>>>>>
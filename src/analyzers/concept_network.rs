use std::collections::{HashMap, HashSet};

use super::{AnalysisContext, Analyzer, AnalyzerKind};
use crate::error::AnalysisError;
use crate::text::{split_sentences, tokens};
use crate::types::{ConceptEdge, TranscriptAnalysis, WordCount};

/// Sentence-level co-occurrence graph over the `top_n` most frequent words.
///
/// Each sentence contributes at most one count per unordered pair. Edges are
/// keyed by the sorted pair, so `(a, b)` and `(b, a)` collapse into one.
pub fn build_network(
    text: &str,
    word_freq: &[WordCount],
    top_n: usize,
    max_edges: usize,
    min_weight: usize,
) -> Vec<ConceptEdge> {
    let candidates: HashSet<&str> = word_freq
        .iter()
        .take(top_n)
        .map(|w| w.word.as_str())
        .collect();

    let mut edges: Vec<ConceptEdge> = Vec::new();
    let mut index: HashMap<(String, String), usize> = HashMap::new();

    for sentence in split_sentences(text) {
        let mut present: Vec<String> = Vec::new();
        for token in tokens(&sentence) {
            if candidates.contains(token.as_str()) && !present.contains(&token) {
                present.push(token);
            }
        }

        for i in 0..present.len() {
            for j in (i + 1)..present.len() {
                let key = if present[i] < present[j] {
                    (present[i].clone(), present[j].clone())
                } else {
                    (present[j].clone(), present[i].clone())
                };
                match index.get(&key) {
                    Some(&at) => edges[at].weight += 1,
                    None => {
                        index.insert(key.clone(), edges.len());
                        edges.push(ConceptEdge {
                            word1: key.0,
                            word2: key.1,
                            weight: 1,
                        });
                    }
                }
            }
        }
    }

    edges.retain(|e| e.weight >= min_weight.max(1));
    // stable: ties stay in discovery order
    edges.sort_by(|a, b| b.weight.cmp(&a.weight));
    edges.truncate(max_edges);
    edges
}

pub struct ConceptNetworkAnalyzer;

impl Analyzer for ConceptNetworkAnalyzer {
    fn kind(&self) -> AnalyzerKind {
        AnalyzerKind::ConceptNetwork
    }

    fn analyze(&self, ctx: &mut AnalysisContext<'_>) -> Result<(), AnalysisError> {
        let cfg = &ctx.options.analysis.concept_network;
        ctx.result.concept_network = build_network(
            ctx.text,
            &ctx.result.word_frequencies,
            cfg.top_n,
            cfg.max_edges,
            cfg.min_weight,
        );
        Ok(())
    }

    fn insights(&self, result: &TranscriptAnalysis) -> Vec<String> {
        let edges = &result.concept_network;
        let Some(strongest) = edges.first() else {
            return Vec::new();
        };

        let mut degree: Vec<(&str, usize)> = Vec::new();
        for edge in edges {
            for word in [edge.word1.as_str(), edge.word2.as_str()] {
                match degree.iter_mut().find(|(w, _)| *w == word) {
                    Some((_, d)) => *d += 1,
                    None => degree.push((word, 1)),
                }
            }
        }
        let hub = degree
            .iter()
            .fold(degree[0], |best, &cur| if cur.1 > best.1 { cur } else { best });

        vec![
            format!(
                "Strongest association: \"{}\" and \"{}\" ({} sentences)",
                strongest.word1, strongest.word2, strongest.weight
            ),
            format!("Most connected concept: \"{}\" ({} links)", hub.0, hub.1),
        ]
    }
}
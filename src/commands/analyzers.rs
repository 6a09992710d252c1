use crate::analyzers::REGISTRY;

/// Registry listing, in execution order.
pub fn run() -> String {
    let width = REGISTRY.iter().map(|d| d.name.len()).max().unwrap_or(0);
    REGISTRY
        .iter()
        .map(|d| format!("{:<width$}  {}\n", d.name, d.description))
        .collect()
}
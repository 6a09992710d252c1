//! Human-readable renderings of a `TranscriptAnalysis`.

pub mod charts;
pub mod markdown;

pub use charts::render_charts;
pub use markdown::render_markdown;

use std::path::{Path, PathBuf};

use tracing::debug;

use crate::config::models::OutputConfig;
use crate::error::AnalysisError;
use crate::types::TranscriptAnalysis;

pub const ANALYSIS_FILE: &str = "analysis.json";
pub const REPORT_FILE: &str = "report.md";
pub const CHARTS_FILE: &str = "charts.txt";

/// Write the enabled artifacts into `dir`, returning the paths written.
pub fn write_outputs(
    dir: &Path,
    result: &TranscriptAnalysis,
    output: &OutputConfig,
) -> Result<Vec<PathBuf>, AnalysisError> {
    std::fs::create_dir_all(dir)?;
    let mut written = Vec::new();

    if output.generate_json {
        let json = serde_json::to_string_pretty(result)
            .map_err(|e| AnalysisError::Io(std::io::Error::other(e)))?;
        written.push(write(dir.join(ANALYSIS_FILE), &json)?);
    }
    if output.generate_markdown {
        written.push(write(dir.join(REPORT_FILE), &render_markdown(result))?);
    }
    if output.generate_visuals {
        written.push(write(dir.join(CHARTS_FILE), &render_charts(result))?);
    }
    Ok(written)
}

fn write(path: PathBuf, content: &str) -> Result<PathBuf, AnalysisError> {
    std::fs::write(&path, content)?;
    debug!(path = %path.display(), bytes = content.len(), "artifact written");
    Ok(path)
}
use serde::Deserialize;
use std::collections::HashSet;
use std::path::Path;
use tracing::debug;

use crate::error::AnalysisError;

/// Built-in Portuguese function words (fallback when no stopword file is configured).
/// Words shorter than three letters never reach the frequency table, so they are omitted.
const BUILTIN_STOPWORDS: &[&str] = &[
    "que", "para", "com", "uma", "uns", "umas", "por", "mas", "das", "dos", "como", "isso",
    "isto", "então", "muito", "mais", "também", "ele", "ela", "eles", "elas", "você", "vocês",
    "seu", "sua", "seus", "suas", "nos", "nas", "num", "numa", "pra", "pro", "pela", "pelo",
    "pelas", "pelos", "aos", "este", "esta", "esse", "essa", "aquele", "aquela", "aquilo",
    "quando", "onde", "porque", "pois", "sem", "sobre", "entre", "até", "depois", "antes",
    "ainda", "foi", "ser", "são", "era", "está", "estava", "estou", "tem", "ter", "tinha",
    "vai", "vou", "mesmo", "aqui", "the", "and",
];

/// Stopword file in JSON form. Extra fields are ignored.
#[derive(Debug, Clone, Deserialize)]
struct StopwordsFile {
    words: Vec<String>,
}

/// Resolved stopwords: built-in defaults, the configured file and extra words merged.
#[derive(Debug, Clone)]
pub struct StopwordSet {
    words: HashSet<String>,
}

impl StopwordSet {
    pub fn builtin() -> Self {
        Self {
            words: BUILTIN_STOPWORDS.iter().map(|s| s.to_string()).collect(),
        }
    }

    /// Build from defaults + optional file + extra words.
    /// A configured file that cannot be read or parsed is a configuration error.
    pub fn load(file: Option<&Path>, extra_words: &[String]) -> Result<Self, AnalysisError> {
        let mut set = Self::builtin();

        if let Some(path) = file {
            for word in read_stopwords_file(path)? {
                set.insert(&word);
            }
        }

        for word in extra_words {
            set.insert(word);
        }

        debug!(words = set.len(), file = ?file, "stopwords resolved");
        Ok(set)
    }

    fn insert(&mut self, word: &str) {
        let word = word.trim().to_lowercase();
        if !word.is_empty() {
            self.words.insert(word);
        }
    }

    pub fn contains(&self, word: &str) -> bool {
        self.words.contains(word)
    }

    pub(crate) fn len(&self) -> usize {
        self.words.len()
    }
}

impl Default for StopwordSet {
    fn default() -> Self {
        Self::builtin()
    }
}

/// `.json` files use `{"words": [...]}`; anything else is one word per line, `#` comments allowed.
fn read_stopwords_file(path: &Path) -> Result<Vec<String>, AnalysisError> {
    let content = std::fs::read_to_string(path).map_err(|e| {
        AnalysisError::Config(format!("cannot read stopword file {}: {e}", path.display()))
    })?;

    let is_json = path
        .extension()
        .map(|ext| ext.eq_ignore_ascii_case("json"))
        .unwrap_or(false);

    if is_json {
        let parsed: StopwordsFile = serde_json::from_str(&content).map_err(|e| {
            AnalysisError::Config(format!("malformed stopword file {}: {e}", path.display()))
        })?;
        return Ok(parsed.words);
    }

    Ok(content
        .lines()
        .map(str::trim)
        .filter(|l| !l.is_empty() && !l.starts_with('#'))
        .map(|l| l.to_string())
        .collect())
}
<<<<<
▸ WORK ITEM: Repeat precisely the lines of the data starting at the one containing "let parsed: StopwordsFile", last line included.

▸ TASK RESULT:
        let parsed: StopwordsFile = serde_json::from_str(&content).map_err(|e| {
            AnalysisError::Config(format!("malformed stopword file {}: {e}", path.display()))
        })?;
        return Ok(parsed.words);
    }

    Ok(content
        .lines()
        .map(str::trim)
        .filter(|l| !l.is_empty() && !l.starts_with('#'))
        .map(|l| l.to_string())
        .collect())
}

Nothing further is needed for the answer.